● Aim of the exercise
Print back every record below, exactly as it stands.

[Stored data entries]
##############################

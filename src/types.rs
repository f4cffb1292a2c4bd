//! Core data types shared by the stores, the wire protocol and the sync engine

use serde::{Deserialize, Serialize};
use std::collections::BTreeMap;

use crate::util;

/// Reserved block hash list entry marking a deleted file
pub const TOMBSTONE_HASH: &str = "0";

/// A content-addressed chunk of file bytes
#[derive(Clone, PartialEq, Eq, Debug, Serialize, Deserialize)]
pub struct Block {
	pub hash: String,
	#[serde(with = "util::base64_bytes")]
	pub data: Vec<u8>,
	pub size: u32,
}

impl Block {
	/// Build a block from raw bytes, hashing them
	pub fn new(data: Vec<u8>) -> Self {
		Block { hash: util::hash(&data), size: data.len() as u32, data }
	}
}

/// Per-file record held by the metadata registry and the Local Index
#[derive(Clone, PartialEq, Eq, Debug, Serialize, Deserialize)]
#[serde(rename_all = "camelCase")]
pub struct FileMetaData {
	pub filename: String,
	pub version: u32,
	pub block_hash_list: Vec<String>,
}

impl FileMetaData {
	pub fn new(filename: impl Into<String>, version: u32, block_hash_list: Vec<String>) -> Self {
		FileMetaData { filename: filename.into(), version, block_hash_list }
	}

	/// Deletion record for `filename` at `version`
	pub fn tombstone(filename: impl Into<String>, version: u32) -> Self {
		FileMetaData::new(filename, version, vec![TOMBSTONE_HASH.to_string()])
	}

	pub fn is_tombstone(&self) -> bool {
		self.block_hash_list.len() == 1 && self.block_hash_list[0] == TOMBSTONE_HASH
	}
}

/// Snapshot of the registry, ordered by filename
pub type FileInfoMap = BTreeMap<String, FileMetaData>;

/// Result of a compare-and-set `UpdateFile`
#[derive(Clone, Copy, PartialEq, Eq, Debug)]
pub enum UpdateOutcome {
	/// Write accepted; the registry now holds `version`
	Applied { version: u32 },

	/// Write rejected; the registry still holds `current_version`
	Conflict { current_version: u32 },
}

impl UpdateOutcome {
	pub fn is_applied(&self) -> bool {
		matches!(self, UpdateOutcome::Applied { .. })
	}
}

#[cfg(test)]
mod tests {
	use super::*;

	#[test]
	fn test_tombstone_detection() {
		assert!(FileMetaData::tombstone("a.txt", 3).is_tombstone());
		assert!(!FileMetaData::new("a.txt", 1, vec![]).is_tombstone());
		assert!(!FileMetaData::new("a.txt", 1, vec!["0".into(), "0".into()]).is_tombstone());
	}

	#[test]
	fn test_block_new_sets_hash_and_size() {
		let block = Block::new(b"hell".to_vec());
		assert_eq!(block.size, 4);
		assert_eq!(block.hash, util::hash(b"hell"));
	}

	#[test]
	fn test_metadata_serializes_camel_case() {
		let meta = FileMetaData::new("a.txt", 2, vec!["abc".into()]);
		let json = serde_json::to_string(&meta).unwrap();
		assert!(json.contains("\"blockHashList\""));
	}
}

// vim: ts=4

##############################

● Task output
filename src/types.rs
repository f4cffb1292a2c4bd
//! Core data types shared by the stores, the wire protocol and the sync engine

use serde::{Deserialize, Serialize};
use std::collections::BTreeMap;

use crate::util;

/// Reserved block hash list entry marking a deleted file
pub const TOMBSTONE_HASH: &str = "0";

/// A content-addressed chunk of file bytes
#[derive(Clone, PartialEq, Eq, Debug, Serialize, Deserialize)]
pub struct Block {
	pub hash: String,
	#[serde(with = "util::base64_bytes")]
	pub data: Vec<u8>,
	pub size: u32,
}

impl Block {
	/// Build a block from raw bytes, hashing them
	pub fn new(data: Vec<u8>) -> Self {
		Block { hash: util::hash(&data), size: data.len() as u32, data }
	}
}

/// Per-file record held by the metadata registry and the Local Index
#[derive(Clone, PartialEq, Eq, Debug, Serialize, Deserialize)]
#[serde(rename_all = "camelCase")]
pub struct FileMetaData {
	pub filename: String,
	pub version: u32,
	pub block_hash_list: Vec<String>,
}

impl FileMetaData {
	pub fn new(filename: impl Into<String>, version: u32, block_hash_list: Vec<String>) -> Self {
		FileMetaData { filename: filename.into(), version, block_hash_list }
	}

	/// Deletion record for `filename` at `version`
	pub fn tombstone(filename: impl Into<String>, version: u32) -> Self {
		FileMetaData::new(filename, version, vec![TOMBSTONE_HASH.to_string()])
	}

	pub fn is_tombstone(&self) -> bool {
		self.block_hash_list.len() == 1 && self.block_hash_list[0] == TOMBSTONE_HASH
	}
}

/// Snapshot of the registry, ordered by filename
pub type FileInfoMap = BTreeMap<String, FileMetaData>;

/// Result of a compare-and-set `UpdateFile`
#[derive(Clone, Copy, PartialEq, Eq, Debug)]
pub enum UpdateOutcome {
	/// Write accepted; the registry now holds `version`
	Applied { version: u32 },

	/// Write rejected; the registry still holds `current_version`
	Conflict { current_version: u32 },
}

impl UpdateOutcome {
	pub fn is_applied(&self) -> bool {
		matches!(self, UpdateOutcome::Applied { .. })
	}
}

#[cfg(test)]
mod tests {
	use super::*;

	#[test]
	fn test_tombstone_detection() {
		assert!(FileMetaData::tombstone("a.txt", 3).is_tombstone());
		assert!(!FileMetaData::new("a.txt", 1, vec![]).is_tombstone());
		assert!(!FileMetaData::new("a.txt", 1, vec!["0".into(), "0".into()]).is_tombstone());
	}

	#[test]
	fn test_block_new_sets_hash_and_size() {
		let block = Block::new(b"hell".to_vec());
		assert_eq!(block.size, 4);
		assert_eq!(block.hash, util::hash(b"hell"));
	}

	#[test]
	fn test_metadata_serializes_camel_case() {
		let meta = FileMetaData::new("a.txt", 2, vec!["abc".into()]);
		let json = serde_json::to_string(&meta).unwrap();
		assert!(json.contains("\"blockHashList\""));
	}
}

// vim: ts=4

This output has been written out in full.